## Task objective:
Copy the full listing exactly.
☆ ☆ ☆
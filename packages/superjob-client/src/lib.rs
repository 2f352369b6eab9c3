//! Pure SuperJob REST API client.
//!
//! Wraps the vacancy search of `api.superjob.ru`. Every request carries the
//! application secret key in the `X-Api-App-Id` header.
//!
//! # Example
//!
//! ```rust,ignore
//! use superjob_client::{SuperJobClient, VacancySearch};
//!
//! let client = SuperJobClient::new(std::env::var("SUPERJOB_API_KEY")?)?;
//! let mut search = VacancySearch::new("Python", 4);
//! search.catalogues = Some(48);
//! let page = client.search_vacancies(&search).await?;
//! println!("{} vacancies, more: {}", page.total, page.more);
//! ```

pub mod error;
pub mod types;

pub use error::{Result, SuperJobError};
pub use types::{Town, VacanciesPage, Vacancy, VacancySearch};

use std::time::Duration;

const BASE_URL: &str = "https://api.superjob.ru";

#[derive(Debug, Clone)]
pub struct SuperJobClient {
    client: reqwest::Client,
    api_key: String,
    base_url: String,
}

impl SuperJobClient {
    pub fn new(api_key: impl Into<String>) -> Result<Self> {
        Self::with_timeout(api_key, Duration::from_secs(30))
    }

    pub fn with_timeout(api_key: impl Into<String>, timeout: Duration) -> Result<Self> {
        let client = reqwest::Client::builder().timeout(timeout).build()?;

        Ok(Self {
            client,
            api_key: api_key.into(),
            base_url: BASE_URL.to_string(),
        })
    }

    pub fn with_base_url(mut self, url: impl Into<String>) -> Self {
        self.base_url = url.into().trim_end_matches('/').to_string();
        self
    }

    /// Fetch one page of `GET /2.0/vacancies/`.
    pub async fn search_vacancies(&self, search: &VacancySearch) -> Result<VacanciesPage> {
        let url = format!("{}/2.0/vacancies/", self.base_url);
        tracing::debug!(keyword = %search.keyword, page = search.page, "Requesting SuperJob vacancies");

        let resp = self
            .client
            .get(&url)
            .header("X-Api-App-Id", &self.api_key)
            .query(search)
            .send()
            .await?;

        let status = resp.status();
        if !status.is_success() {
            let body = resp.text().await.unwrap_or_default();
            return Err(SuperJobError::Api {
                status: status.as_u16(),
                message: body,
            });
        }

        Ok(resp.json().await?)
    }
}

#[cfg(test)]
mod tests {
    use super::*;
    use mockito::Matcher;

    #[tokio::test]
    async fn sends_app_id_and_parses_objects() {
        let mut server = mockito::Server::new_async().await;
        let _mock = server
            .mock("GET", "/2.0/vacancies/")
            .match_header("X-Api-App-Id", "secret")
            .match_query(Matcher::AllOf(vec![
                Matcher::UrlEncoded("keyword".into(), "Python".into()),
                Matcher::UrlEncoded("town".into(), "4".into()),
                Matcher::UrlEncoded("catalogues".into(), "48".into()),
                Matcher::UrlEncoded("page".into(), "1".into()),
            ]))
            .with_status(200)
            .with_body(
                r#"{"objects": [
                        {"id": 11, "profession": "Программист Python",
                         "payment_from": 0, "payment_to": 150000, "currency": "rub",
                         "town": {"id": 4, "title": "Москва"}},
                        {"id": 12, "profession": "Тестировщик",
                         "payment_from": "n/a", "currency": "rub", "town": "??"}
                    ],
                    "total": 42, "more": true}"#,
            )
            .create_async()
            .await;

        let client = SuperJobClient::new("secret").unwrap().with_base_url(server.url());
        let mut search = VacancySearch::new("Python", 4);
        search.catalogues = Some(48);
        search.page = 1;

        let page = client.search_vacancies(&search).await.unwrap();
        assert_eq!(page.total, 42);
        assert!(page.more);
        assert_eq!(page.objects[0].payment_from, Some(0.0));
        assert_eq!(page.objects[0].payment_to, Some(150000.0));
        assert_eq!(page.objects[0].town.as_ref().unwrap().title, "Москва");
        assert_eq!(page.objects[1].payment_from, None);
        assert!(page.objects[1].town.is_none());
    }

    #[tokio::test]
    async fn odd_vacancy_fields_keep_the_page() {
        let mut server = mockito::Server::new_async().await;
        let _mock = server
            .mock("GET", "/2.0/vacancies/")
            .match_query(Matcher::Any)
            .with_status(200)
            .with_body(
                r#"{"objects": [
                        {"id": "21", "profession": null, "firm_name": 7,
                         "payment_from": 80000, "payment_to": 0, "currency": "rub"},
                        {"id": 22, "profession": "Go developer",
                         "payment_from": 100000, "payment_to": 140000, "currency": "rub"},
                        42
                    ],
                    "total": 300, "more": false}"#,
            )
            .create_async()
            .await;

        let client = SuperJobClient::new("secret").unwrap().with_base_url(server.url());
        let page = client
            .search_vacancies(&VacancySearch::new("Go", 4))
            .await
            .unwrap();

        assert_eq!(page.total, 300);
        assert_eq!(page.objects.len(), 2);
        assert_eq!(page.objects[0].id, 0);
        assert_eq!(page.objects[0].profession, "");
        assert!(page.objects[0].firm_name.is_none());
        assert_eq!(page.objects[0].payment_from, Some(80000.0));
        assert_eq!(page.objects[1].profession, "Go developer");
    }

    #[tokio::test]
    async fn rejected_key_is_api_error() {
        let mut server = mockito::Server::new_async().await;
        let _mock = server
            .mock("GET", "/2.0/vacancies/")
            .match_query(Matcher::Any)
            .with_status(403)
            .with_body(r#"{"error": {"code": 403, "message": "Invalid app_key"}}"#)
            .create_async()
            .await;

        let client = SuperJobClient::new("wrong").unwrap().with_base_url(server.url());
        let err = client
            .search_vacancies(&VacancySearch::new("Go", 4))
            .await
            .unwrap_err();

        assert!(matches!(err, SuperJobError::Api { status: 403, .. }));
    }
}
☆ ☆ ☆
## Completed task:
filename packages/superjob-client/src/lib.rs
repository 2f352369b6eab9c3
//! Pure SuperJob REST API client.
//!
//! Wraps the vacancy search of `api.superjob.ru`. Every request carries the
//! application secret key in the `X-Api-App-Id` header.
//!
//! # Example
//!
//! ```rust,ignore
//! use superjob_client::{SuperJobClient, VacancySearch};
//!
//! let client = SuperJobClient::new(std::env::var("SUPERJOB_API_KEY")?)?;
//! let mut search = VacancySearch::new("Python", 4);
//! search.catalogues = Some(48);
//! let page = client.search_vacancies(&search).await?;
//! println!("{} vacancies, more: {}", page.total, page.more);
//! ```

pub mod error;
pub mod types;

pub use error::{Result, SuperJobError};
pub use types::{Town, VacanciesPage, Vacancy, VacancySearch};

use std::time::Duration;

const BASE_URL: &str = "https://api.superjob.ru";

#[derive(Debug, Clone)]
pub struct SuperJobClient {
    client: reqwest::Client,
    api_key: String,
    base_url: String,
}

impl SuperJobClient {
    pub fn new(api_key: impl Into<String>) -> Result<Self> {
        Self::with_timeout(api_key, Duration::from_secs(30))
    }

    pub fn with_timeout(api_key: impl Into<String>, timeout: Duration) -> Result<Self> {
        let client = reqwest::Client::builder().timeout(timeout).build()?;

        Ok(Self {
            client,
            api_key: api_key.into(),
            base_url: BASE_URL.to_string(),
        })
    }

    pub fn with_base_url(mut self, url: impl Into<String>) -> Self {
        self.base_url = url.into().trim_end_matches('/').to_string();
        self
    }

    /// Fetch one page of `GET /2.0/vacancies/`.
    pub async fn search_vacancies(&self, search: &VacancySearch) -> Result<VacanciesPage> {
        let url = format!("{}/2.0/vacancies/", self.base_url);
        tracing::debug!(keyword = %search.keyword, page = search.page, "Requesting SuperJob vacancies");

        let resp = self
            .client
            .get(&url)
            .header("X-Api-App-Id", &self.api_key)
            .query(search)
            .send()
            .await?;

        let status = resp.status();
        if !status.is_success() {
            let body = resp.text().await.unwrap_or_default();
            return Err(SuperJobError::Api {
                status: status.as_u16(),
                message: body,
            });
        }

        Ok(resp.json().await?)
    }
}

#[cfg(test)]
mod tests {
    use super::*;
    use mockito::Matcher;

    #[tokio::test]
    async fn sends_app_id_and_parses_objects() {
        let mut server = mockito::Server::new_async().await;
        let _mock = server
            .mock("GET", "/2.0/vacancies/")
            .match_header("X-Api-App-Id", "secret")
            .match_query(Matcher::AllOf(vec![
                Matcher::UrlEncoded("keyword".into(), "Python".into()),
                Matcher::UrlEncoded("town".into(), "4".into()),
                Matcher::UrlEncoded("catalogues".into(), "48".into()),
                Matcher::UrlEncoded("page".into(), "1".into()),
            ]))
            .with_status(200)
            .with_body(
                r#"{"objects": [
                        {"id": 11, "profession": "Программист Python",
                         "payment_from": 0, "payment_to": 150000, "currency": "rub",
                         "town": {"id": 4, "title": "Москва"}},
                        {"id": 12, "profession": "Тестировщик",
                         "payment_from": "n/a", "currency": "rub", "town": "??"}
                    ],
                    "total": 42, "more": true}"#,
            )
            .create_async()
            .await;

        let client = SuperJobClient::new("secret").unwrap().with_base_url(server.url());
        let mut search = VacancySearch::new("Python", 4);
        search.catalogues = Some(48);
        search.page = 1;

        let page = client.search_vacancies(&search).await.unwrap();
        assert_eq!(page.total, 42);
        assert!(page.more);
        assert_eq!(page.objects[0].payment_from, Some(0.0));
        assert_eq!(page.objects[0].payment_to, Some(150000.0));
        assert_eq!(page.objects[0].town.as_ref().unwrap().title, "Москва");
        assert_eq!(page.objects[1].payment_from, None);
        assert!(page.objects[1].town.is_none());
    }

    #[tokio::test]
    async fn odd_vacancy_fields_keep_the_page() {
        let mut server = mockito::Server::new_async().await;
        let _mock = server
            .mock("GET", "/2.0/vacancies/")
            .match_query(Matcher::Any)
            .with_status(200)
            .with_body(
                r#"{"objects": [
                        {"id": "21", "profession": null, "firm_name": 7,
                         "payment_from": 80000, "payment_to": 0, "currency": "rub"},
                        {"id": 22, "profession": "Go developer",
                         "payment_from": 100000, "payment_to": 140000, "currency": "rub"},
                        42
                    ],
                    "total": 300, "more": false}"#,
            )
            .create_async()
            .await;

        let client = SuperJobClient::new("secret").unwrap().with_base_url(server.url());
        let page = client
            .search_vacancies(&VacancySearch::new("Go", 4))
            .await
            .unwrap();

        assert_eq!(page.total, 300);
        assert_eq!(page.objects.len(), 2);
        assert_eq!(page.objects[0].id, 0);
        assert_eq!(page.objects[0].profession, "");
        assert!(page.objects[0].firm_name.is_none());
        assert_eq!(page.objects[0].payment_from, Some(80000.0));
        assert_eq!(page.objects[1].profession, "Go developer");
    }

    #[tokio::test]
    async fn rejected_key_is_api_error() {
        let mut server = mockito::Server::new_async().await;
        let _mock = server
            .mock("GET", "/2.0/vacancies/")
            .match_query(Matcher::Any)
            .with_status(403)
            .with_body(r#"{"error": {"code": 403, "message": "Invalid app_key"}}"#)
            .create_async()
            .await;

        let client = SuperJobClient::new("wrong").unwrap().with_base_url(server.url());
        let err = client
            .search_vacancies(&VacancySearch::new("Go", 4))
            .await
            .unwrap_err();

        assert!(matches!(err, SuperJobError::Api { status: 403, .. }));
    }
}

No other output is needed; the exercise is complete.